Patent Schema Reconciliation
Example files
E:\McNair\Projects\SimplerPatentData\data\examples
There are two sets:
- Granted
- Applications
Applications contains just utility and some plant, whereas granted contains design, plant, reissue, and utility patents (i.e., all four types of patents). Both applications and granted have multiple versions (e.g., v4.5, v4.4, v4.3, ..., etc.).
The Task
For both sets (starting with granted), all types, and all versions, we need to identify the xpath (or APS equivalent, see below) for each node.
A node is something like:
- patent number (it shows up as document_id)
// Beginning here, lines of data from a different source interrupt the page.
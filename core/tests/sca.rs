//! Strong customer authentication during dialog initialisation

use pintan_core::{
    dialog::{DialogContext, MessageQueue, Task},
    passport::DialogEvent,
};
use pintan_proto::prelude::*;
use pintan_tests::{
    bpd::{self, BpdBuilder, Method, SMS_TAN_V4},
    driver::TestDriver,
    reply,
};

mod helpers;
use helpers::*;

const PHOTO_TAN: Method = Method {
    id: "902",
    name: "photoTAN",
    version: 7,
    process: "1",
    attrs: &[("needtanmedia", "2")],
};

fn field<'a>(ctx: &'a DialogContext, path: &str) -> Option<&'a str> {
    ctx.init.as_ref().and_then(|i| i.fields.get(path))
}

#[test]
fn two_step_init() -> anyhow::Result<()> {
    setup();

    let mut p = passport(bpd::two_step_bpd(), TestDriver::new());
    p.set_enrolled(["912".to_string()]);

    // Step one, HKTAN referencing the identification
    let mut ctx = DialogContext::new(DialogTemplate::Init);
    p.update(DialogEvent::MessageCreated, &mut ctx)?;

    assert_eq!(ctx.sca, Some(ScaStep::Step1));
    assert_eq!(field(&ctx, "TAN2Step6"), Some("requested"));
    assert_eq!(field(&ctx, "TAN2Step6.process"), Some("4"));
    assert_eq!(field(&ctx, "TAN2Step6.ordersegcode"), Some("HKIDN"));
    assert_eq!(field(&ctx, "TAN2Step6.orderhash"), Some("B00000000"));
    assert_eq!(field(&ctx, "TAN2Step6.challengeklass"), Some(""));
    assert_eq!(field(&ctx, "TAN2Step6.orderref"), Some(""));
    assert_eq!(field(&ctx, "TAN2Step6.OrderAccount.iban"), Some(""));

    // Challenge received, initialisation repeated
    deliver(&mut p, &mut ctx, reply::sca_challenge(6, "Bitte TAN eingeben", "ORDER-1"))?;

    assert_eq!(ctx.sca, Some(ScaStep::Step2));
    assert_eq!(ctx.template(), Some(DialogTemplate::InitSca));
    assert!(ctx.take_repeat());

    let c = p.challenge_data();
    assert_eq!(c.challenge(), Some("Bitte TAN eingeben"));
    assert_eq!(c.challenge_hhd_uc(), None);
    assert_eq!(c.order_ref(), Some("ORDER-1"));

    // Step two carries the order reference
    if let Some(i) = ctx.init.as_mut() {
        i.fields.clear();
    }
    p.update(DialogEvent::MessageCreated, &mut ctx)?;

    assert_eq!(field(&ctx, "TAN2Step6.process"), Some("2"));
    assert_eq!(field(&ctx, "TAN2Step6.orderref"), Some("ORDER-1"));

    deliver(&mut p, &mut ctx, reply::ok())?;
    assert_eq!(ctx.sca, None);
    assert!(!ctx.take_repeat());

    Ok(())
}

#[test]
fn no_challenge_yet() -> anyhow::Result<()> {
    setup();

    let mut p = passport(bpd::two_step_bpd(), TestDriver::new());
    p.set_enrolled(["921".to_string()]);

    let mut ctx = DialogContext::new(DialogTemplate::Init);
    p.update(DialogEvent::MessageCreated, &mut ctx)?;
    deliver(&mut p, &mut ctx, reply::ok())?;

    // Treated as a regular reply
    assert_eq!(ctx.sca, Some(ScaStep::Step1));
    assert_eq!(ctx.template(), Some(DialogTemplate::Init));
    assert!(!ctx.take_repeat());
    assert!(p.challenge_data().is_empty());

    Ok(())
}

#[test]
fn exemption() -> anyhow::Result<()> {
    setup();

    let mut p = passport(bpd::two_step_bpd(), TestDriver::new());
    p.set_enrolled(["912".to_string()]);

    let mut ctx = DialogContext::new(DialogTemplate::Init);
    p.update(DialogEvent::MessageCreated, &mut ctx)?;
    assert_eq!(ctx.sca, Some(ScaStep::Step1));

    let data = reply::ReplyBuilder::new()
        .global("0010", "Nachricht entgegengenommen.", &[])
        .segment("5", "3076", "Keine starke Authentifizierung erforderlich.", &[])
        .tan_response(6, Some("ignored"), None, "ORDER-X")
        .build();
    deliver(&mut p, &mut ctx, data)?;

    assert_eq!(ctx.sca, None);
    assert!(!ctx.take_repeat());
    assert!(p.challenge_data().is_empty());

    Ok(())
}

#[test]
fn anonymous_dialogs() -> anyhow::Result<()> {
    setup();

    let mut p = passport(bpd::two_step_bpd(), TestDriver::new());
    p.set_enrolled(["912".to_string()]);

    let mut ctx = DialogContext::new(DialogTemplate::InitAnon);
    assert!(ctx.anonymous);

    p.update(DialogEvent::MessageCreated, &mut ctx)?;
    assert_eq!(ctx.sca, None);
    assert_eq!(field(&ctx, "TAN2Step6"), None);

    // Anonymous passport drops a pending negotiation
    p.set_anonymous(true);
    let mut ctx = DialogContext::new(DialogTemplate::Init);
    ctx.sca = Some(ScaStep::Step1);
    deliver(&mut p, &mut ctx, reply::sca_challenge(6, "challenge", "ORDER-1"))?;

    assert_eq!(ctx.sca, None);
    assert!(!ctx.take_repeat());
    assert!(p.challenge_data().is_empty());

    Ok(())
}

#[test]
fn legacy_segment_version() -> anyhow::Result<()> {
    setup();

    let bpd = BpdBuilder::new().pin_tan(false).method(&SMS_TAN_V4).build();
    let mut p = passport(bpd, TestDriver::new());
    p.set_enrolled([SMS_TAN_V4.id.to_string()]);

    let mut ctx = DialogContext::new(DialogTemplate::Init);
    p.update(DialogEvent::MessageCreated, &mut ctx)?;

    assert_eq!(ctx.sca, None);
    assert!(ctx.init.map(|i| i.fields.is_empty()).unwrap_or(false));

    Ok(())
}

#[test]
fn variant_one_and_media() -> anyhow::Result<()> {
    setup();

    let bpd = BpdBuilder::new().pin_tan(false).method(&PHOTO_TAN).build();

    // Media provided by the user, pre-filled from user parameters
    let mut p = passport(bpd.clone(), TestDriver::new().with_media("Mein Handy"));
    p.set_upd(bpd::upd_with_media("Altes Handy"));
    p.set_enrolled(["902".to_string()]);

    let mut ctx = DialogContext::new(DialogTemplate::Init);
    p.update(DialogEvent::MessageCreated, &mut ctx)?;

    assert_eq!(field(&ctx, "TAN2Step7.process"), Some("1"));
    assert_eq!(field(&ctx, "TAN2Step7.orderhash"), Some(""));
    assert_eq!(field(&ctx, "TAN2Step7.challengeklass"), Some("99"));
    assert_eq!(field(&ctx, "TAN2Step7.tanmedia"), Some("Mein Handy"));
    assert_eq!(p.drv().media_prompts, ["Altes Handy"]);

    // No media provided
    let mut p = passport(bpd, TestDriver::new());
    p.set_enrolled(["902".to_string()]);

    let mut ctx = DialogContext::new(DialogTemplate::Init);
    p.update(DialogEvent::MessageCreated, &mut ctx)?;

    assert_eq!(field(&ctx, "TAN2Step7.tanmedia"), Some("noref"));
    assert_eq!(p.drv().media_prompts, [""]);

    Ok(())
}

#[test]
fn admin_segment_reference() -> anyhow::Result<()> {
    setup();

    let mut p = passport(bpd::two_step_bpd(), TestDriver::new());
    p.set_enrolled(["912".to_string()]);

    let mut queue = MessageQueue::new();
    queue.push(Task::business("HKTAB", 5));

    let mut ctx = DialogContext::new(DialogTemplate::Init);
    ctx.queue = Some(queue);
    p.update(DialogEvent::MessageCreated, &mut ctx)?;

    assert_eq!(field(&ctx, "TAN2Step6.ordersegcode"), Some("HKTAB"));

    Ok(())
}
- filing number (it also shows up as a document_id in another place)
- grant date
- kind
- type
- applicationnumber
- filingdate
Some nodes are lists of other nodes, for example the assignees node contains multiple assignment records.
Task Notes
Details from Joe Reilly Work Logs (log page)
Added xpaths to both Equivalent XPath and APS Queries, and Patent Schema Reconciliation text.txt in E:\McNair\Projects\SimplerPatentData\data\examples\Patent Schema Reconciliation for the following nodes. In Equivalent XPath and APS Queries, listed examples:
- PATENT_TYPE
- TITLE
- PCT_DOCUMENT_NUMBER
- PATENT_COUNTRY
- PATENT_NUMBER
- PATENT_KIND
- PATENT_GRANT_DATE
- APPLICATION_NUMBER
- APPLICATION_FILING_DATE
- PRIORITY_CLAIMS_DATE
- PRIORITY_CLAIMS_COUNTRY
- PRIORITY_CLAIMS_PATENT_NUMBER
- IPCR_SUBCLASS
- IPCR_MAIN_GROUP
- IPCR_SUB_GROUP
- CPC_SUBCLASS
- CPC_MAIN_GROUP
- CPC_SUB_GROUP
- CLASSIFICATION_NATIONAL_COUNTRY
- CLASSIFICATION_NATIONAL_CLASS
- PRIMARY_EXAMINER_FIRST_NAME
- PRIMARY_EXAMINER_LAST_NAME
- PRIMARY_EXAMINER_DEPARTMENT
Only checked/updated the following nodes in Equivalent XPath and APS Queries, and listed examples. THESE STILL HAVE TO BE ADDED TO Patent Schema Reconciliation text.txt in E:\McNair\Projects\SimplerPatentData\data\examples\Patent Schema Reconciliation.
- NUMBER_OF_CLAIMS
- SEQUENCE
- LAST_NAME
- FIRST_NAME
I haven't looked for or verified any other xpaths for the other nodes, which include:
(Under "Citations"):
ORG_NAME CITY COUNTRY STATE ADDRESS POSTCODE CITATION_DESCRIPTION
and
All listed nodes under "inventors", "assignments", and "lawyers"
Useful links
The Equivalent_XPath_and_APS_Queries#Query_Equivalences page has example XPath statements
The Reproducible_Patent_Data#Schema_Reconciliation page shows which schemas are associated with which year
The Patent_Data_Extraction_Scripts_(Tool)#Utility_patent_grants_fields pages has examples of nodes and where to find them for utility patents (XML version 4.4, I think).